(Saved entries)
use bridge_traits::error::BridgeError;
use thiserror::Error;

#[derive(Error, Debug)]
pub enum ApiError {
    #[error(transparent)]
    Bridge(#[from] BridgeError),

    #[error("Failed to decode {kind} {name}: {source}")]
    Decode {
        kind: String,
        name: String,
        #[source]
        source: serde_json::Error,
    },

    #[error("Failed to encode {kind}: {source}")]
    Encode {
        kind: String,
        #[source]
        source: serde_json::Error,
    },

    #[error("Expected object of kind {expected}, found {found}")]
    KindMismatch { expected: String, found: String },
}

impl ApiError {
    pub fn is_transient(&self) -> bool {
        matches!(self, ApiError::Bridge(e) if e.is_transient())
    }

    pub fn is_not_found(&self) -> bool {
        matches!(self, ApiError::Bridge(e) if e.is_not_found())
    }

    pub fn is_already_exists(&self) -> bool {
        matches!(self, ApiError::Bridge(e) if e.is_already_exists())
    }
}

pub type Result<T> = std::result::Result<T, ApiError>;
use thiserror::Error;

#[derive(Error, Debug)]
pub enum BridgeError {
    #[error("{kind} {name} not found")]
    NotFound { kind: String, name: String },

    #[error("{kind} {name} already exists")]
    AlreadyExists { kind: String, name: String },

    #[error("Conflict updating {kind} {name}: {message}")]
    Conflict {
        kind: String,
        name: String,
        message: String,
    },

    #[error("Invalid object: {0}")]
    Invalid(String),

    #[error("Bridge capability not available: {0}")]
    NotAvailable(String),

    #[error("Bridge operation failed: {0}")]
    OperationFailed(String),

    #[error("Serialization error: {0}")]
    Serialization(#[from] serde_json::Error),
}

impl BridgeError {
    /// Whether retrying the same request later may succeed without any
    /// change to the request itself.
    pub fn is_transient(&self) -> bool {
        matches!(
            self,
            BridgeError::Conflict { .. } | BridgeError::NotAvailable(_)
        )
    }

    pub fn is_not_found(&self) -> bool {
        matches!(self, BridgeError::NotFound { .. })
    }

    pub fn is_already_exists(&self) -> bool {
        matches!(self, BridgeError::AlreadyExists { .. })
    }
}

pub type Result<T> = std::result::Result<T, BridgeError>;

Work task: For every line of the records that has the word "BridgeError" in it, make a copy.

Response area:
use bridge_traits::error::BridgeError;
    Bridge(#[from] BridgeError),
pub enum BridgeError {
impl BridgeError {
            BridgeError::Conflict { .. } | BridgeError::NotAvailable(_)
        matches!(self, BridgeError::NotFound { .. })
        matches!(self, BridgeError::AlreadyExists { .. })
pub type Result<T> = std::result::Result<T, BridgeError>;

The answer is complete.